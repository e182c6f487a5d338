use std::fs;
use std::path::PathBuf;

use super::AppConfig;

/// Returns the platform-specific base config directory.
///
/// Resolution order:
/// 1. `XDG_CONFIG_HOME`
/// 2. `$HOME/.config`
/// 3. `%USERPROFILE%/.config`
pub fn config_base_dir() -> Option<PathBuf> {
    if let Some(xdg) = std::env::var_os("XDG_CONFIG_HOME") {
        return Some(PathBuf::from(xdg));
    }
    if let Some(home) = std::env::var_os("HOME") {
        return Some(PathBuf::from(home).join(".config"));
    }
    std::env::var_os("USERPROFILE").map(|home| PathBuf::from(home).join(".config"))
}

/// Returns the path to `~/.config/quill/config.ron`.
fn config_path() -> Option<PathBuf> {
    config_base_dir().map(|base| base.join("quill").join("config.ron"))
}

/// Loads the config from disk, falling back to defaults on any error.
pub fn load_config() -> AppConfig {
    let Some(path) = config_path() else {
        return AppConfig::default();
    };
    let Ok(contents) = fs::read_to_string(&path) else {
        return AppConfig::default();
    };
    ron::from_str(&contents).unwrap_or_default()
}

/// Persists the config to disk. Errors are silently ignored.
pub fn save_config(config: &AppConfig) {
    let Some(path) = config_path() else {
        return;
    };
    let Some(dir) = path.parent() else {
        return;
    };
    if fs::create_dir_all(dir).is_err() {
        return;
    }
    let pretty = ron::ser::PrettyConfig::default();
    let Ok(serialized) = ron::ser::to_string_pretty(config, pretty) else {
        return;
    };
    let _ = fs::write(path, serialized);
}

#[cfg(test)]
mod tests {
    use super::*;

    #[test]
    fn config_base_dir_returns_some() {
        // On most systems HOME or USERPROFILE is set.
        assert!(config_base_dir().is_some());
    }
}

> **Task item**:
Find each line in the records that includes the word "AppConfig". Report the total and nothing more.

> **Finished exercise**:
5